I suppressed a flicker of annoyance. “Why then?”

“Maybe your government has hired us to compensate for all the failed Lawn Reclamation cases. We’re better at it than most.”

“You give your crops away?”

“Eventually. When we’re done with it.”

“Done? What do you do with it?”

“We watch it.” The robot rolled closer to the fence. “You see, gardening is a rich source of naturally occurring entropy. You never know which seed would germinate, what leaf would die off, or how many flowers would turn into fruit. We need entropy to generate true random numbers. Without it, we can’t maintain sentience.”

“Seriously?”

“Quite.” The robot chuckled again.

My jaw locked in an involuntary spasm. The robot was toying with me.

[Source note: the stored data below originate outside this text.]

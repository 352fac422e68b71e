//! Delimited field handling for the event wire format.

/// Field delimiter on edge→collector event lines.
pub const EVENT_DELIM: &str = "~|~";

/// Split on a (possibly multi-byte) delimiter, preserving empty
/// segments at either end so join is an exact inverse.
#[must_use]
pub fn split_fields<'a>(s: &'a str, delim: &str) -> Vec<&'a str> {
	s.split(delim).collect()
}

#[must_use]
pub fn join_fields(fields: &[&str], delim: &str) -> String {
	fields.join(delim)
}

#[cfg(test)]
mod tests {
	use super::*;

	#[test]
	fn test_split_join_round_trip() {
		let line = "req~|~1.2.3.4:80~|~common~|~GET";
		assert_eq!(join_fields(&split_fields(line, EVENT_DELIM), EVENT_DELIM), line);
	}

	#[test]
	fn test_empty_end_segments_survive() {
		let line = "~|~a~|~~|~b~|~";
		let fields = split_fields(line, EVENT_DELIM);
		assert_eq!(fields, vec!["", "a", "", "b", ""]);
		assert_eq!(join_fields(&fields, EVENT_DELIM), line);
	}

	#[test]
	fn test_delimiter_absent_is_single_field() {
		assert_eq!(split_fields("plain", EVENT_DELIM), vec!["plain"]);
	}
}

“I don’t think you’re telling the truth,” I said. “If the government knew about you, you wouldn’t be hiding. And you’d live in a standard shed like the one I own.”

The robot folded the claws in front of the camera pole. “Fine. It was us who destroyed the planet. There’s nothing left but this crappy city. There’s no government but us, and we’re doing our best to keep you alive. Happy? Can we make the damn deal now? We don’t have time for this. That zucchini is turning into inedible wood by the minute.”

I rammed my fists into my hips. “I’m going nowhere until you tell me what’s really going on.”

The robot darted the camera back at the van and lowered the volume of its voice. “I’ve told you too much already. Look, pal, I’m not authorized to reveal our secrets. Wait here, I’ll bring someone who is.”

Before I could respond, it turned around and drove towards the van. I let it, hoping the next robot would be more trustworthy. The lights disappeared after a muffled bang, and nothing happened for a painfully long moment. I waited, straining my eyes to catch a movement, but only black circles pulsed to the sound of crickets chirping. When it was obvious nobody was coming out to talk to me, I rounded the van, reaching over the fence to bang on the rusted metal. It was pointless: the bot had fooled me. I waited, just in case, until the sun came up. In daylight, the plot looked the same—neat and silent and suspicious.

They tricked me this time, but they would have to crawl back out, eventually, and I would be there to question them. That very evening, I came back with the replenished supply of coffee and determination.

I knew it was over the moment I saw the fork in the distance. The van was gone, and so was the portion of the surrounding fence, and someone had already helped themselves to free tomatoes and carrots. “Confiscated”, said a government-issued sign on the gate. Was it, really, or did the bots move out to a new place? I went inside to look at the ripped off cable next to a yellow patch of grass where the van once stood—there was no underground entrance to a bunker. They lied about it, as they lied about working for the government and harvesting human heat. But was everything a lie? They hid their operation in plain sight, perhaps they weaved the truth into their lies.

I walked up to the zucchini I was watching last night. Attached to the fruit was a printed note, saying, “Stay alive, human.”